(Beginning of DATA TO PROCESS)

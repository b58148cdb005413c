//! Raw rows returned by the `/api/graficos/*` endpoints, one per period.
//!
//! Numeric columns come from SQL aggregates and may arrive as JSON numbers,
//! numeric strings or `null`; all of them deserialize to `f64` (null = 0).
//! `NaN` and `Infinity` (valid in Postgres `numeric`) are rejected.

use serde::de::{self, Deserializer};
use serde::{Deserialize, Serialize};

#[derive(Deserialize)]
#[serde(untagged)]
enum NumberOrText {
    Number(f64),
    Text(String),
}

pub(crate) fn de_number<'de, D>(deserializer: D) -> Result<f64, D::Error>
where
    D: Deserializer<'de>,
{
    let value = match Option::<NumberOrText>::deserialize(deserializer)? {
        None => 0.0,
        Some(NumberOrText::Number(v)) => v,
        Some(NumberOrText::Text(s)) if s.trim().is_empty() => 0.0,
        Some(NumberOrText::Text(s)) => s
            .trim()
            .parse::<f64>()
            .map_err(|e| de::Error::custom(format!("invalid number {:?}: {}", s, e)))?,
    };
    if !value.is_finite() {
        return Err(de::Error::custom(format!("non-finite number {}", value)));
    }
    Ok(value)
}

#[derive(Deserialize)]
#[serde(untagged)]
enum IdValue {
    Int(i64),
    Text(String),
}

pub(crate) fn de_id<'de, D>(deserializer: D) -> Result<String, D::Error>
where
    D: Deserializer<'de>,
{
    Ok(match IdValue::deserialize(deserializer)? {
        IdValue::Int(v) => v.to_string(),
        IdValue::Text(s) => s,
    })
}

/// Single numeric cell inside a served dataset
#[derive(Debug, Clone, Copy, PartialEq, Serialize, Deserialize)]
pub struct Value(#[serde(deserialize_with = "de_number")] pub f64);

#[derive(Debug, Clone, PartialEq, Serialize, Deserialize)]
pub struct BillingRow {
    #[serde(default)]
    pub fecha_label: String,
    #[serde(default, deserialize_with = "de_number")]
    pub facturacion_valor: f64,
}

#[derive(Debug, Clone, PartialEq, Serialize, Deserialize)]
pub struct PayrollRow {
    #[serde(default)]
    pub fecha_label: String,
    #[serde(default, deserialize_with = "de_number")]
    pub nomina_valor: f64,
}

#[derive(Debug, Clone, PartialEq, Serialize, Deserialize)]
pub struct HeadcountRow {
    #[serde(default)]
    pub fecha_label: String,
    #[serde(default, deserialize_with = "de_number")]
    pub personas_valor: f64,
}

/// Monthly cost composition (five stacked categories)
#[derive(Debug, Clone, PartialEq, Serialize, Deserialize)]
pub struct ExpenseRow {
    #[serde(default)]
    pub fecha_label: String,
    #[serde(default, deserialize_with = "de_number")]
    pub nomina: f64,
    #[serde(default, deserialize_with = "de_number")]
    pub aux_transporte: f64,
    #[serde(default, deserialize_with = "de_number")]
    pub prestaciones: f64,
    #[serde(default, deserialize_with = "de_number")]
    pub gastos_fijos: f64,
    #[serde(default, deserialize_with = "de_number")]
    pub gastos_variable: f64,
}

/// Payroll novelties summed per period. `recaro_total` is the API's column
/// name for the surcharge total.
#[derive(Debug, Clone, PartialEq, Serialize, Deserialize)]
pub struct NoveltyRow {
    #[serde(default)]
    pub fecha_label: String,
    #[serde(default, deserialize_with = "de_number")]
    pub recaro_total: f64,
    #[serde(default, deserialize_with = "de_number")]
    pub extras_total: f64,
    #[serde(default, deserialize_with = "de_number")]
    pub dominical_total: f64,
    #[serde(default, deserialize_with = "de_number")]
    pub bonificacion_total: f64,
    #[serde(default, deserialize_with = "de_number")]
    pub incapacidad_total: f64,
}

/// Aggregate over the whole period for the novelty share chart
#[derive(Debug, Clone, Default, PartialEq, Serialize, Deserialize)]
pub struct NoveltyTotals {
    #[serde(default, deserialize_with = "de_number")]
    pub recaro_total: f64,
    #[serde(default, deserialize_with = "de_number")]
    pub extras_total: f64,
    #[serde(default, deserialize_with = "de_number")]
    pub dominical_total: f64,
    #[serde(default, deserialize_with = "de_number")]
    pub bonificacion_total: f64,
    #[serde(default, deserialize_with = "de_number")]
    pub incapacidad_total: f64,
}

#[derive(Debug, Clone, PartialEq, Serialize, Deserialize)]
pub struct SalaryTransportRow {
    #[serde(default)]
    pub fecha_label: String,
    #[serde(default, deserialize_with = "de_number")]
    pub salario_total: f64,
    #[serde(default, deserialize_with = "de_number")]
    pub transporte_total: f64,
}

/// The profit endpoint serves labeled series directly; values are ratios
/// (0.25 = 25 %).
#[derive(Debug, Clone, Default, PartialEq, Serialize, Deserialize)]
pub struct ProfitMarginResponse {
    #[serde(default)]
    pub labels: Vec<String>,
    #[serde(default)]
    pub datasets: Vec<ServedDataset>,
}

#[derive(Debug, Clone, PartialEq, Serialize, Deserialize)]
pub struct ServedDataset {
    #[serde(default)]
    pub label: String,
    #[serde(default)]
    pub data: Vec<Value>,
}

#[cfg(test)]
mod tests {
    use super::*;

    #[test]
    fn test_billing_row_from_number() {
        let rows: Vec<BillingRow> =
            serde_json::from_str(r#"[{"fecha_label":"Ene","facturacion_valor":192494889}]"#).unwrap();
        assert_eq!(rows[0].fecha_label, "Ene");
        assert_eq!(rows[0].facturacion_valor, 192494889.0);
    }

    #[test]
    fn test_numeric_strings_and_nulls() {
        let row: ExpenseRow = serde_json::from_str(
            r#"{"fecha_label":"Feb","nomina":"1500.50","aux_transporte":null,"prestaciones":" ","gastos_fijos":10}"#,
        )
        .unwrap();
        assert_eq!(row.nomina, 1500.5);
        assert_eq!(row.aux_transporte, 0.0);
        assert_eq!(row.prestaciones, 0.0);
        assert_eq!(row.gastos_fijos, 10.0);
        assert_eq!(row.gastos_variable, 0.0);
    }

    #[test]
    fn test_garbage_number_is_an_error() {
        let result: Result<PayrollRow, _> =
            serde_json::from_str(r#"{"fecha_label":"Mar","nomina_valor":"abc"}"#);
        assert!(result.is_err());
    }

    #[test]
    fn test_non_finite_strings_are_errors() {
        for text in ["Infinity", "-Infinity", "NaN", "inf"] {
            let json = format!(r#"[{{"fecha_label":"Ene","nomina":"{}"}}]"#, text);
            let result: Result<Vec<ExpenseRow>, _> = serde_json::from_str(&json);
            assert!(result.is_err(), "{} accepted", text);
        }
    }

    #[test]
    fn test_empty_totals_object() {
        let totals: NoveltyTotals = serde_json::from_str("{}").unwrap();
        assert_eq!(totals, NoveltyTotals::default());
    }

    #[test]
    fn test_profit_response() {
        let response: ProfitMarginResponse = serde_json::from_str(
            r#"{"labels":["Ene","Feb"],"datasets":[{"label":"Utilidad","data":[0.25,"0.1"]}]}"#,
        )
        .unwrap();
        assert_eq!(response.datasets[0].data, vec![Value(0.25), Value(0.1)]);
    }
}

(End of DATA TO PROCESS)
(Beginning of DATA TO PROCESS)

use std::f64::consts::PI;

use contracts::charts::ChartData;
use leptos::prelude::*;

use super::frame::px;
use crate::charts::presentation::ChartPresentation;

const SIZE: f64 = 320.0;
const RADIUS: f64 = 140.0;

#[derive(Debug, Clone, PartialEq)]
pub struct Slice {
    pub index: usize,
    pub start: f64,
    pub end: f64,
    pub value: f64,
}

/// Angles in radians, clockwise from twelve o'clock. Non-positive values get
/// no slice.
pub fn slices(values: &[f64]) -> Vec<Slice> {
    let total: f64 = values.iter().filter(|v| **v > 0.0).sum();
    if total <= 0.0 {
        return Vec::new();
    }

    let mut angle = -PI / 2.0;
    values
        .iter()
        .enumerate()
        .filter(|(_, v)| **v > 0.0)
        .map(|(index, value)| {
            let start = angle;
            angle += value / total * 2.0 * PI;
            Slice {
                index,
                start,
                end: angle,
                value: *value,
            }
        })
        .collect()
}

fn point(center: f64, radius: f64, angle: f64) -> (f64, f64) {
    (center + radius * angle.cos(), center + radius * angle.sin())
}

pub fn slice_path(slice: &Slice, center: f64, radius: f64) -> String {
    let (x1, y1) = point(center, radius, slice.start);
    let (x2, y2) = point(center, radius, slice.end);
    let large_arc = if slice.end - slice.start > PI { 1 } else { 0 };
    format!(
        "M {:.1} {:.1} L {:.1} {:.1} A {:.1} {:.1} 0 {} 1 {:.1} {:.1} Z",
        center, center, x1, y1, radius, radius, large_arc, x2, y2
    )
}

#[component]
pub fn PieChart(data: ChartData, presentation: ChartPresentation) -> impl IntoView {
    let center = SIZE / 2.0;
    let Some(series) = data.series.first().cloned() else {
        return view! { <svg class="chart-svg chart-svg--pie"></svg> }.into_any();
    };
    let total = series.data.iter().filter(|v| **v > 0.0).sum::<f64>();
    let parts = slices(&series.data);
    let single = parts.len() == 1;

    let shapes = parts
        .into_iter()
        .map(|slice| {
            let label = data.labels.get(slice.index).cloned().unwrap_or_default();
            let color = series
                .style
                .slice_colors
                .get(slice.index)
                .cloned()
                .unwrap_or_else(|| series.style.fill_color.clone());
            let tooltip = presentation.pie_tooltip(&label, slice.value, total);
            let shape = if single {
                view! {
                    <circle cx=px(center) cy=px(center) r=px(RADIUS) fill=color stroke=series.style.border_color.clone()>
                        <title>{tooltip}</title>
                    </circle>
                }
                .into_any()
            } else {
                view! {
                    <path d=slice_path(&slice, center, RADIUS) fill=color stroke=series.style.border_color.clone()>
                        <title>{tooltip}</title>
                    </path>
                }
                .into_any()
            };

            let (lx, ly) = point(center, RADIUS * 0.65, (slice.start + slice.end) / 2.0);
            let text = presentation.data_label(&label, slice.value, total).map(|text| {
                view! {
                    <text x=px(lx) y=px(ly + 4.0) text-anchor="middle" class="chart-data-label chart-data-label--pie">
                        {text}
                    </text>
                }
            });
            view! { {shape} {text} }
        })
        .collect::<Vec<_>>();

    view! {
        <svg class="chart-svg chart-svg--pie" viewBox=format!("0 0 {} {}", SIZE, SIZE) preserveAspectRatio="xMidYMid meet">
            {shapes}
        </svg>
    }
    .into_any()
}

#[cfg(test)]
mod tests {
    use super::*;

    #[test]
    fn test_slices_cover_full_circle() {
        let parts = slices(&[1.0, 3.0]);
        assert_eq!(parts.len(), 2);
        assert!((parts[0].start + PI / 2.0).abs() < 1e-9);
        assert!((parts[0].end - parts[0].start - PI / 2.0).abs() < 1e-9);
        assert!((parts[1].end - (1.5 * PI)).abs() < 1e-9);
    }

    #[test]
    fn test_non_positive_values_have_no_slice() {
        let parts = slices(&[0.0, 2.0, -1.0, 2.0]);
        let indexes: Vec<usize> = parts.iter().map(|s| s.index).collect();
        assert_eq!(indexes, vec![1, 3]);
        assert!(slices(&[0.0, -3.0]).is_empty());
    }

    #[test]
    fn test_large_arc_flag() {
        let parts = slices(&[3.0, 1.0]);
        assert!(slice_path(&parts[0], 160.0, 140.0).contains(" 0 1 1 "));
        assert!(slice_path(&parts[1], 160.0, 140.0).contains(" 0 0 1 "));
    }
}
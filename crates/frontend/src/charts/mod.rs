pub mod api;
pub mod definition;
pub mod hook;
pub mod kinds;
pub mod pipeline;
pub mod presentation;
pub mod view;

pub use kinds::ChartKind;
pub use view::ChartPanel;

(End of DATA TO PROCESS)
(Beginning of DATA TO PROCESS)

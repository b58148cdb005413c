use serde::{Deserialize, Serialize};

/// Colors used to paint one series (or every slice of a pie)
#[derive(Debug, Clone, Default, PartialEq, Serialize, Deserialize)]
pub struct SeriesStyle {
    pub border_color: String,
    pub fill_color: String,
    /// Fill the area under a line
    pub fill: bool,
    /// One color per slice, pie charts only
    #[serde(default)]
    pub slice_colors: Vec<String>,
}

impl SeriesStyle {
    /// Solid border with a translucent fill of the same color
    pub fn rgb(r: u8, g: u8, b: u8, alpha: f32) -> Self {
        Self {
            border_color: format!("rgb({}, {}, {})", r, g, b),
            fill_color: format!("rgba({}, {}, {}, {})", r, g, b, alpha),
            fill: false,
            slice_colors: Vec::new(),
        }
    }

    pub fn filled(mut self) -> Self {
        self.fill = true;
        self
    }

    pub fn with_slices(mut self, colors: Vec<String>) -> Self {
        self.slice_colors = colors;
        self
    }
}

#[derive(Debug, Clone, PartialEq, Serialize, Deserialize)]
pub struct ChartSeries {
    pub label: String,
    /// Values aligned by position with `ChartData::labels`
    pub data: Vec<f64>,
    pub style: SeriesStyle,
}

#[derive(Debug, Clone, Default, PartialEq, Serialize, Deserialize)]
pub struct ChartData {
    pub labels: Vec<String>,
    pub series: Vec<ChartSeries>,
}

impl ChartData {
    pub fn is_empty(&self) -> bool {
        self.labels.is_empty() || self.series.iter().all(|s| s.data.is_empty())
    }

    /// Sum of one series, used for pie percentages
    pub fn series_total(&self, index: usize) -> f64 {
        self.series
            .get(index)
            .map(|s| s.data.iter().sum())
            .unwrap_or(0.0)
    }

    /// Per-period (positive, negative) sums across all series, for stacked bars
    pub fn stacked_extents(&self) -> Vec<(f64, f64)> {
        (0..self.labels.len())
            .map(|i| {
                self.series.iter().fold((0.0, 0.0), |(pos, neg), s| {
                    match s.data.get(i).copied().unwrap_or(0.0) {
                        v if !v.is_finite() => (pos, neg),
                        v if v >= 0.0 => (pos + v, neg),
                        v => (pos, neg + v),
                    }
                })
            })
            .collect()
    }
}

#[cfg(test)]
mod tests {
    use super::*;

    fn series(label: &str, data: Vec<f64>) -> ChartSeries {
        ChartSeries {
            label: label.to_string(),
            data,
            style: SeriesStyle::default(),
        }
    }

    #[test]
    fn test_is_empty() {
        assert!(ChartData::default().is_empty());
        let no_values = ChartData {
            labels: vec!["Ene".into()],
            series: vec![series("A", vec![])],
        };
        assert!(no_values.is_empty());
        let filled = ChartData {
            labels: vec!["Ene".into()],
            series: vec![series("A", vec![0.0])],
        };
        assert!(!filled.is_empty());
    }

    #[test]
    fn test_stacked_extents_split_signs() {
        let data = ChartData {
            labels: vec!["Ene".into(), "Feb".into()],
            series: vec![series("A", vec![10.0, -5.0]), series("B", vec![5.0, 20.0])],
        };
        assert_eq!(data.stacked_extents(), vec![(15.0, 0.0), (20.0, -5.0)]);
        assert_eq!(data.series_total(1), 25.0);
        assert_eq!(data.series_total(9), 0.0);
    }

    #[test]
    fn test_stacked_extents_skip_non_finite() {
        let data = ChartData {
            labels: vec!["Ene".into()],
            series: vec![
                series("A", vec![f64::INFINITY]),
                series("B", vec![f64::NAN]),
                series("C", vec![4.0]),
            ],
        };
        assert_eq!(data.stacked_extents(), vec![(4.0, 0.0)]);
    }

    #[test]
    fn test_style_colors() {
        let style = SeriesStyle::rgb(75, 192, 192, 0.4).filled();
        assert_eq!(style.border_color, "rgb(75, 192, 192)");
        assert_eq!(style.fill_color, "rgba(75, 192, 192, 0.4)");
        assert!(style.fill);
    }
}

(End of DATA TO PROCESS)

## WHAT YOU SHOULD DO
Show a copy of each line from the records above in which the string "kinds" occurs.

## RESULT OF THE EXERCISE
pub mod kinds;
pub use kinds::ChartKind;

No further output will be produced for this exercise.